*Data provided*
^^^^

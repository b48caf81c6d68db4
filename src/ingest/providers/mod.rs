// src/ingest/providers/mod.rs
pub mod news_rss;
pub mod social;
pub mod structured_api;

pub use news_rss::NewsRssProvider;
pub use social::SocialFeedProvider;
pub use structured_api::StructuredApiProvider;
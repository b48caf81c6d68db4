// src/ingest/mod.rs
pub mod config;
pub mod dedup;
pub mod normalize;
pub mod providers;
pub mod types;

use metrics::{counter, describe_counter, describe_gauge, describe_histogram, gauge};
use once_cell::sync::OnceCell;

use crate::event::{Event, SourceKind};
use crate::ingest::dedup::DedupPolicy;
use crate::ingest::types::RawRecord;

/// One-time metrics registration (so series show up on /metrics).
pub(crate) fn ensure_metrics_described() {
    static ONCE: OnceCell<()> = OnceCell::new();
    ONCE.get_or_init(|| {
        describe_counter!(
            "aggregate_records_total",
            "Raw records received from adapters."
        );
        describe_counter!(
            "aggregate_kept_total",
            "Events surviving normalization + dedup."
        );
        describe_counter!(
            "aggregate_rejected_total",
            "Records rejected during normalization (unresolvable location)."
        );
        describe_counter!(
            "aggregate_dedup_total",
            "Records removed as cross-source duplicates."
        );
        describe_counter!(
            "aggregate_source_errors_total",
            "Failed fetch attempts across all sources."
        );
        describe_counter!("aggregate_cache_hits_total", "Feed served from fresh cache.");
        describe_counter!("aggregate_cache_miss_total", "Feed required a refresh.");
        describe_counter!(
            "aggregate_stale_serves_total",
            "Expired cache entries served because all sources failed."
        );
        describe_histogram!("aggregate_pass_ms", "Full aggregation pass duration in ms.");
        describe_histogram!("aggregate_parse_ms", "Adapter parse time in milliseconds.");
        describe_gauge!(
            "aggregate_last_run_ts",
            "Unix ts when an aggregation pass last completed."
        );
    });
}

/// Normalize scraped text: decode entities, strip tags, collapse whitespace.
/// Used by the news/social adapters before anything leaves them.
pub fn normalize_text(s: &str) -> String {
    let mut out = html_escape::decode_html_entities(s).to_string();

    static RE_TAGS: OnceCell<regex::Regex> = OnceCell::new();
    let re_tags = RE_TAGS.get_or_init(|| regex::Regex::new(r"(?is)</?[^>]+>").unwrap());
    out = re_tags.replace_all(&out, "").to_string();

    out = out
        .replace(['\u{201C}', '\u{201D}', '\u{00AB}', '\u{00BB}'], "\"")
        .replace(['\u{2018}', '\u{2019}'], "'");

    static RE_WS: OnceCell<regex::Regex> = OnceCell::new();
    let re_ws = RE_WS.get_or_init(|| regex::Regex::new(r"\s+").unwrap());
    out = re_ws.replace_all(&out, " ").to_string();
    out.trim().to_string()
}

/// Outcome counters for one aggregation pass, surfaced in logs and tests.
#[derive(Debug, Clone, Copy, Default, PartialEq, Eq)]
pub struct PipelineStats {
    pub received: usize,
    pub rejected: usize,
    pub deduped: usize,
    pub kept: usize,
}

/// Run the record pipeline for one settled aggregation pass:
/// normalize → dedup → merge/sort. Always runs after every fetch for the
/// pass has settled; batches arrive tagged with their adapter's kind.
pub fn run_pipeline(
    now: u64,
    batches: Vec<(SourceKind, Vec<RawRecord>)>,
    policy: &DedupPolicy,
) -> (Vec<Event>, PipelineStats) {
    ensure_metrics_described();

    let mut stats = PipelineStats::default();
    let mut normalized: Vec<Event> = Vec::new();

    for (kind, batch) in batches {
        stats.received += batch.len();
        for raw in batch {
            match normalize::normalize(raw, kind, now) {
                Some(ev) => normalized.push(ev),
                None => stats.rejected += 1,
            }
        }
    }

    let (mut kept, deduped) = dedup::dedupe(normalized, policy);
    dedup::merge_sort(&mut kept);

    stats.deduped = deduped;
    stats.kept = kept.len();

    counter!("aggregate_records_total").increment(stats.received as u64);
    counter!("aggregate_kept_total").increment(stats.kept as u64);
    counter!("aggregate_dedup_total").increment(stats.deduped as u64);
    gauge!("aggregate_last_run_ts").set(now as f64);

    (kept, stats)
}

^^^^

*Task objective*
Go through the records above and copy each line exactly.

*Answer space*
repository b48caf81c6d68db4
filename src/ingest/providers/mod.rs
// src/ingest/providers/mod.rs
pub mod news_rss;
pub mod social;
pub mod structured_api;

pub use news_rss::NewsRssProvider;
pub use social::SocialFeedProvider;
pub use structured_api::StructuredApiProvider;
repository b48caf81c6d68db4
// src/ingest/mod.rs
pub mod config;
pub mod dedup;
pub mod normalize;
pub mod providers;
pub mod types;

use metrics::{counter, describe_counter, describe_gauge, describe_histogram, gauge};
use once_cell::sync::OnceCell;

use crate::event::{Event, SourceKind};
use crate::ingest::dedup::DedupPolicy;
use crate::ingest::types::RawRecord;

/// One-time metrics registration (so series show up on /metrics).
pub(crate) fn ensure_metrics_described() {
    static ONCE: OnceCell<()> = OnceCell::new();
    ONCE.get_or_init(|| {
        describe_counter!(
            "aggregate_records_total",
            "Raw records received from adapters."
        );
        describe_counter!(
            "aggregate_kept_total",
            "Events surviving normalization + dedup."
        );
        describe_counter!(
            "aggregate_rejected_total",
            "Records rejected during normalization (unresolvable location)."
        );
        describe_counter!(
            "aggregate_dedup_total",
            "Records removed as cross-source duplicates."
        );
        describe_counter!(
            "aggregate_source_errors_total",
            "Failed fetch attempts across all sources."
        );
        describe_counter!("aggregate_cache_hits_total", "Feed served from fresh cache.");
        describe_counter!("aggregate_cache_miss_total", "Feed required a refresh.");
        describe_counter!(
            "aggregate_stale_serves_total",
            "Expired cache entries served because all sources failed."
        );
        describe_histogram!("aggregate_pass_ms", "Full aggregation pass duration in ms.");
        describe_histogram!("aggregate_parse_ms", "Adapter parse time in milliseconds.");
        describe_gauge!(
            "aggregate_last_run_ts",
            "Unix ts when an aggregation pass last completed."
        );
    });
}

/// Normalize scraped text: decode entities, strip tags, collapse whitespace.
/// Used by the news/social adapters before anything leaves them.
pub fn normalize_text(s: &str) -> String {
    let mut out = html_escape::decode_html_entities(s).to_string();

    static RE_TAGS: OnceCell<regex::Regex> = OnceCell::new();
    let re_tags = RE_TAGS.get_or_init(|| regex::Regex::new(r"(?is)</?[^>]+>").unwrap());
    out = re_tags.replace_all(&out, "").to_string();

    out = out
        .replace(['\u{201C}', '\u{201D}', '\u{00AB}', '\u{00BB}'], "\"")
        .replace(['\u{2018}', '\u{2019}'], "'");

    static RE_WS: OnceCell<regex::Regex> = OnceCell::new();
    let re_ws = RE_WS.get_or_init(|| regex::Regex::new(r"\s+").unwrap());
    out = re_ws.replace_all(&out, " ").to_string();
    out.trim().to_string()
}

/// Outcome counters for one aggregation pass, surfaced in logs and tests.
#[derive(Debug, Clone, Copy, Default, PartialEq, Eq)]
pub struct PipelineStats {
    pub received: usize,
    pub rejected: usize,
    pub deduped: usize,
    pub kept: usize,
}

/// Run the record pipeline for one settled aggregation pass:
/// normalize → dedup → merge/sort. Always runs after every fetch for the
/// pass has settled; batches arrive tagged with their adapter's kind.
pub fn run_pipeline(
    now: u64,
    batches: Vec<(SourceKind, Vec<RawRecord>)>,
    policy: &DedupPolicy,
) -> (Vec<Event>, PipelineStats) {
    ensure_metrics_described();

    let mut stats = PipelineStats::default();
    let mut normalized: Vec<Event> = Vec::new();

    for (kind, batch) in batches {
        stats.received += batch.len();
        for raw in batch {
            match normalize::normalize(raw, kind, now) {
                Some(ev) => normalized.push(ev),
                None => stats.rejected += 1,
            }
        }
    }

    let (mut kept, deduped) = dedup::dedupe(normalized, policy);
    dedup::merge_sort(&mut kept);

    stats.deduped = deduped;
    stats.kept = kept.len();

    counter!("aggregate_records_total").increment(stats.received as u64);
    counter!("aggregate_kept_total").increment(stats.kept as u64);
    counter!("aggregate_dedup_total").increment(stats.deduped as u64);
    gauge!("aggregate_last_run_ts").set(now as f64);

    (kept, stats)
}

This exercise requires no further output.